I would like to either use a grep
command or just know the regex
to get the following string between the ">" and "<" characters.
string :
<f id=mos-title>demo-break-1</f>
I would like to return
demo-break-1
I would like to either use a grep
command or just know the regex
to get the following string between the ">" and "<" characters.
string :
<f id=mos-title>demo-break-1</f>
I would like to return
demo-break-1
suppose file foo
contains:
<f id=mos-title>demo-break-1</f>
<f id=mos-title>demo-break-2</f>
<f id=mos-title>demo-break-3</f>
<a>foo testing</a>
You could do something like this:
perl -ne 'print "$1\n" if /<.+id=mos-title>(.+?)<\/f>/' foo
Keep in mind that this would be strict as to having these matches only occur on one line.
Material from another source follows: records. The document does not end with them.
//! The virtual UART: 21 wires bridged to the host streams.
//!
//! Wires 0–7 are the input-data latch (device → circuit), 8–15 the
//! output-data latch (circuit → device), and 16–20 the handshake lines
//! IK/OK/IQ/OQ/IR. The device is edge-triggered on the circuit-driven
//! clocks IK and OK (either polarity), never level-triggered.

use crate::bindings::{in_data, out_data, IK, IQ, IR, OK, OQ};
use crate::error::SimError;
use crate::host::HostIo;
use crate::state::StepView;

/// Receiving this byte on the host input hard-stops the simulation.
pub const QUIT_BYTE: u8 = 0x03; // Ctrl-C

/// The virtual UART device.
///
/// Holds the latched input byte and the handshake flags internally and
/// re-drives its wires every step, so the latch contents persist across
/// steps that gates never touch.
pub struct UartDevice<H> {
    host: H,
    prev_ik: bool,
    prev_ok: bool,
    started: bool,
    input_latch: u8,
    /// Input available: set when a byte is latched, cleared on IK.
    iq: bool,
    /// Output ready: cleared on transmit, reasserted after the countdown.
    oq: bool,
    /// Input overrun: a byte arrived while the previous one was unread.
    ir: bool,
    oq_countdown: u64,
    uart_clock_period: u64,
}

impl<H: HostIo> UartDevice<H> {
    /// Creates the device around a host and its output-ready period.
    pub fn new(host: H, uart_clock_period: u64) -> Self {
        Self {
            host,
            prev_ik: false,
            prev_ok: false,
            started: false,
            input_latch: 0,
            iq: false,
            oq: true,
            ir: false,
            oq_countdown: 0,
            uart_clock_period,
        }
    }

    /// Consumes the device, returning the host.
    pub fn into_host(self) -> H {
        self.host
    }

    /// Services the device for one step.
    ///
    /// Runs after the cycle engine and control generator, so the IK/OK
    /// levels read here are the ones the circuit computed this step. Device
    /// failures (end-of-stream, the quit byte, write errors) are hard
    /// errors that terminate the run.
    pub fn service(&mut self, view: &mut StepView<'_>) -> Result<(), SimError> {
        let ik = view.new_bit(IK);
        let ok = view.new_bit(OK);

        // First step: latch the levels without treating the pre-randomized
        // noise as an edge.
        if !self.started {
            self.started = true;
            self.prev_ik = ik;
            self.prev_ok = ok;
        }

        // Tick the countdown before edge handling so OQ reasserts exactly
        // `uart_clock_period` steps after the transmit edge.
        if self.oq_countdown > 0 {
            self.oq_countdown -= 1;
            if self.oq_countdown == 0 {
                self.oq = true;
            }
        }

        if ik != self.prev_ik {
            self.prev_ik = ik;
            self.input_clock_edge()?;
        }

        if ok != self.prev_ok {
            self.prev_ok = ok;
            self.output_clock_edge(view)?;
        }

        self.drive_wires(view);
        Ok(())
    }

    /// IK transition: clear IQ/IR, then try to latch a fresh byte.
    fn input_clock_edge(&mut self) -> Result<(), SimError> {
        let unread = self.iq;
        self.iq = false;
        self.ir = false;

        match self.host.read_byte()? {
            Some(QUIT_BYTE) => Err(SimError::QuitRequested),
            Some(byte) => {
                self.input_latch = byte;
                self.iq = true;
                if unread {
                    self.ir = true;
                }
                Ok(())
            }
            // Would block: no byte this step, not an error.
            None => Ok(()),
        }
    }

    /// OK transition: transmit the output latch and restart the OQ countdown.
    fn output_clock_edge(&mut self, view: &StepView<'_>) -> Result<(), SimError> {
        let mut byte = 0u8;
        for bit in 0..8 {
            if view.new_bit(out_data(bit)) {
                byte |= 1 << bit;
            }
        }
        self.host.write_byte(byte)?;
        self.oq = false;
        self.oq_countdown = self.uart_clock_period;
        Ok(())
    }

    /// Re-drives every device-owned wire for this step.
    fn drive_wires(&self, view: &mut StepView<'_>) {
        for bit in 0..8 {
            view.set_new(in_data(bit), (self.input_latch >> bit) & 1 != 0);
        }
        view.set_new(IQ, self.iq);
        view.set_new(OQ, self.oq);
        view.set_new(IR, self.ir);
    }
}

#[cfg(test)]
mod tests {
    use super::*;
    use crate::bindings::WIRE_COUNT;
    use crate::host::{ScriptByte, ScriptedHost};
    use crate::state::WireStateStore;

    const PERIOD: u64 = 4;

    struct Rig {
        store: WireStateStore,
        uart: UartDevice<ScriptedHost>,
    }

    impl Rig {
        fn new(host: ScriptedHost) -> Self {
            let mut store = WireStateStore::new(WIRE_COUNT, 0);
            // Quiesce the clock wires so the first captured levels are low.
            store.set(IK, false);
            store.set(OK, false);
            Self {
                store,
                uart: UartDevice::new(host, PERIOD),
            }
        }

        /// One step with the circuit driving IK/OK (and optionally the
        /// output latch).
        fn step_with(&mut self, ik: bool, ok: bool, out_byte: u8) -> Result<(), SimError> {
            let mut view = self.store.view();
            view.set_new(IK, ik);
            view.set_new(OK, ok);
            for bit in 0..8 {
                view.set_new(out_data(bit), (out_byte >> bit) & 1 != 0);
            }
            let result = self.uart.service(&mut view);
            self.store.advance();
            result
        }

        fn step(&mut self, ik: bool, ok: bool) -> Result<(), SimError> {
            self.step_with(ik, ok, 0)
        }

        fn wire(&self, w: gatling_netlist::Wire) -> bool {
            self.store.get(w)
        }

        fn latched_byte(&self) -> u8 {
            let mut b = 0u8;
            for bit in 0..8 {
                if self.wire(in_data(bit)) {
                    b |= 1 << bit;
                }
            }
            b
        }
    }

    #[test]
    fn ik_edge_latches_available_byte() {
        let mut rig = Rig::new(ScriptedHost::new([ScriptByte::Byte(b'G')]));
        rig.step(false, false).unwrap(); // settle, no edge
        assert!(!rig.wire(IQ));
        rig.step(true, false).unwrap(); // rising IK edge
        assert!(rig.wire(IQ));
        assert_eq!(rig.latched_byte(), b'G');
    }

    #[test]
    fn either_polarity_triggers() {
        let mut rig = Rig::new(ScriptedHost::new([
            ScriptByte::Byte(1),
            ScriptByte::Byte(2),
        ]));
        rig.step(true, false).unwrap(); // first step latches level, no edge
        assert!(!rig.wire(IQ));
        rig.step(false, false).unwrap(); // falling edge
        assert_eq!(rig.latched_byte(), 1);
        rig.step(true, false).unwrap(); // rising edge
        assert_eq!(rig.latched_byte(), 2);
    }

    #[test]
    fn level_does_not_retrigger() {
        let mut rig = Rig::new(ScriptedHost::new([
            ScriptByte::Byte(1),
            ScriptByte::Byte(2),
        ]));
        rig.step(false, false).unwrap();
        rig.step(true, false).unwrap();
        assert_eq!(rig.latched_byte(), 1);
        // Holding IK high must not consume the second byte.
        for _ in 0..8 {
            rig.step(true, false).unwrap();
            assert_eq!(rig.latched_byte(), 1);
        }
    }

    #[test]
    fn would_block_is_not_an_error() {
        let mut rig = Rig::new(ScriptedHost::silent());
        rig.step(false, false).unwrap();
        rig.step(true, false).unwrap();
        assert!(!rig.wire(IQ));
        assert!(!rig.wire(IR));
    }

    #[test]
    fn overrun_asserts_ir() {
        let mut rig = Rig::new(ScriptedHost::new([
            ScriptByte::Byte(1),
            ScriptByte::Byte(2),
        ]));
        rig.step(false, false).unwrap();
        rig.step(true, false).unwrap(); // latch 1, IQ up
        assert!(rig.wire(IQ) && !rig.wire(IR));
        rig.step(false, false).unwrap(); // IQ never acknowledged: overrun
        assert!(rig.wire(IQ));
        assert!(rig.wire(IR));
        assert_eq!(rig.latched_byte(), 2);
    }

    #[test]
    fn ik_edge_without_byte_clears_iq() {
        let mut rig = Rig::new(ScriptedHost::new([ScriptByte::Byte(7)]));
        rig.step(false, false).unwrap();
        rig.step(true, false).unwrap();
        assert!(rig.wire(IQ));
        rig.step(false, false).unwrap(); // edge, nothing available
        assert!(!rig.wire(IQ));
        assert!(!rig.wire(IR));
    }

    #[test]
    fn ok_edge_transmits_latched_output() {
        let mut rig = Rig::new(ScriptedHost::silent());
        rig.step_with(false, false, 0).unwrap();
        rig.step_with(false, true, 0xA5).unwrap();
        assert_eq!(rig.uart.host.output, vec![0xA5]);
    }

    #[test]
    fn transmit_happens_exactly_once_per_edge() {
        let mut rig = Rig::new(ScriptedHost::silent());
        rig.step_with(false, false, 0).unwrap();
        rig.step_with(false, true, b'x').unwrap();
        for _ in 0..6 {
            rig.step_with(false, true, b'x').unwrap();
        }
        assert_eq!(rig.uart.host.output, b"x");
    }

    #[test]
    fn oq_clears_then_reasserts_after_period() {
        let mut rig = Rig::new(ScriptedHost::silent());
        rig.step(false, false).unwrap();
        assert!(rig.wire(OQ));
        rig.step(false, true).unwrap(); // transmit
        assert!(!rig.wire(OQ));
        // OQ stays low until PERIOD further steps have run...
        for _ in 0..PERIOD {
            assert!(!rig.wire(OQ));
            rig.step(false, true).unwrap();
        }
        // ...and is reasserted on the PERIOD-th.
        assert!(rig.wire(OQ));
    }

    #[test]
    fn quit_byte_is_hard_failure() {
        let mut rig = Rig::new(ScriptedHost::new([ScriptByte::Byte(QUIT_BYTE)]));
        rig.step(false, false).unwrap();
        let err = rig.step(true, false).unwrap_err();
        assert!(matches!(err, SimError::QuitRequested));
    }

    #[test]
    fn end_of_stream_is_hard_failure() {
        let mut rig = Rig::new(ScriptedHost::silent().close_when_drained());
        rig.step(false, false).unwrap();
        let err = rig.step(true, false).unwrap_err();
        assert!(matches!(err, SimError::InputClosed));
    }

    #[test]
    fn latch_persists_across_steps() {
        let mut rig = Rig::new(ScriptedHost::new([ScriptByte::Byte(0x5A)]));
        rig.step(false, false).unwrap();
        rig.step(true, false).unwrap();
        for _ in 0..16 {
            rig.step(true, false).unwrap();
            assert_eq!(rig.latched_byte(), 0x5A);
        }
    }
}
Also, you will have to account for any deviations in the format since this is not a valid HTML parser.
Here's a more relaxed approach as far as being strict, but still not 100% HTML compliant.
perl -ne 'print "$1\n" if /<.+id=mos-title\b.*?>\s*(.+?)\s*<\/f>/' foo
Output would be as follows:
demo-break-1
demo-break-2
demo-break-3
If you have a proper xml document like this:
<root>
<f id="mos-title">demo-break-1</f>
</root>
you can use a proper parser:
xmllint --xpath "/root/f[@id='mos-title']" input.xml | \
sed 's/[^>]*>\([^<]*\)<[^>]*>/\1\n/g'
With the input you have, it you are sure that the input format is consistent (i.e., generated) you can use sed:
sed 's/[^>]*>\([^<]*\)<[^>]*>/\1/g' input
It is usually best to use an XML-parser, but you could try this awk:
awk '$1==s{print $2}' s="f id=mos-title" RS=\< FS=\> file